START SUPPLIED RECORDS
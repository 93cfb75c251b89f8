//! Error types for the hub.
//!
//! Only the loading edges of the program can fail: reading configuration,
//! parsing the content catalog and loading colour themes. The navigation core
//! and the content filters are infallible, so [`HubError`] never appears in
//! their signatures.

use thiserror::Error;

/// The main error type for hub start-up operations.
///
/// # Examples
///
/// ```
/// use lekutao_hub::HubError;
///
/// fn validate() -> Result<(), HubError> {
///     Err(HubError::Config("default_view must be `popular` or `full`".to_string()))
/// }
/// assert!(validate().is_err());
/// ```
#[derive(Debug, Error)]
pub enum HubError {
    /// Filesystem or I/O operation failed.
    ///
    /// Wraps errors from reading configuration, catalog or theme files.
    #[error("IO error: {0}")]
    Io(#[from] std::io::Error),

    /// Configuration is invalid.
    ///
    /// The string describes the offending key or the TOML parse failure.
    #[error("Configuration error: {0}")]
    Config(String),

    /// The content catalog could not be parsed or failed validation.
    #[error("Catalog error: {0}")]
    Catalog(String),

    /// Theme parsing failed.
    #[error("Theme error: {0}")]
    Theme(String),
}

/// A specialized `Result` type for hub start-up operations.
pub type Result<T> = std::result::Result<T, HubError>;
//! Filesystem locations.

use std::path::{Path, PathBuf};

const APP_DIR: &str = "lekutao-hub";

/// Directory for trace files: `$XDG_DATA_HOME/lekutao-hub`, else
/// `~/.local/share/lekutao-hub`, else a directory under the system temp dir.
#[must_use]
pub fn get_data_dir() -> PathBuf {
    data_dir_from(
        std::env::var("XDG_DATA_HOME").ok().as_deref(),
        std::env::var("HOME").ok().as_deref(),
    )
}

/// [`get_data_dir`] with explicit environment values.
///
/// ```
/// use lekutao_hub::infrastructure::paths::data_dir_from;
/// use std::path::PathBuf;
///
/// assert_eq!(data_dir_from(Some("/xdg"), Some("/home/u")), PathBuf::from("/xdg/lekutao-hub"));
/// assert_eq!(
///     data_dir_from(None, Some("/home/u")),
///     PathBuf::from("/home/u/.local/share/lekutao-hub")
/// );
/// ```
#[must_use]
pub fn data_dir_from(xdg_data_home: Option<&str>, home: Option<&str>) -> PathBuf {
    let non_empty = |v: Option<&str>| v.filter(|s| !s.trim().is_empty()).map(PathBuf::from);

    if let Some(xdg) = non_empty(xdg_data_home) {
        return xdg.join(APP_DIR);
    }
    if let Some(home) = non_empty(home) {
        return home.join(".local").join("share").join(APP_DIR);
    }
    std::env::temp_dir().join(APP_DIR)
}

/// Expands a leading `~` to `home`. Other paths are returned unchanged.
///
/// ```
/// use lekutao_hub::infrastructure::paths::expand_tilde_with;
/// use std::path::{Path, PathBuf};
///
/// let home = Some(Path::new("/home/u"));
/// assert_eq!(expand_tilde_with("~/hub.toml", home), PathBuf::from("/home/u/hub.toml"));
/// assert_eq!(expand_tilde_with("~", home), PathBuf::from("/home/u"));
/// assert_eq!(expand_tilde_with("/etc/hub.toml", home), PathBuf::from("/etc/hub.toml"));
/// assert_eq!(expand_tilde_with("~/x", None), PathBuf::from("~/x"));
/// ```
#[must_use]
pub fn expand_tilde_with(path: &str, home: Option<&Path>) -> PathBuf {
    match (path, home) {
        ("~", Some(home)) => home.to_path_buf(),
        (p, Some(home)) if p.starts_with("~/") => home.join(&p[2..]),
        (p, _) => PathBuf::from(p),
    }
}

/// Expands a leading `~` using `$HOME`.
#[must_use]
pub fn expand_tilde(path: &str) -> PathBuf {
    let home = std::env::var_os("HOME").map(PathBuf::from);
    expand_tilde_with(path, home.as_deref())
}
END SUPPLIED RECORDS
> **WHAT THE TASK ASKS**
Each line above that contains the word "loading" should be copied.

> **RESULT**
//! Only the loading edges of the program can fail: reading configuration,
//! parsing the content catalog and loading colour themes. The navigation core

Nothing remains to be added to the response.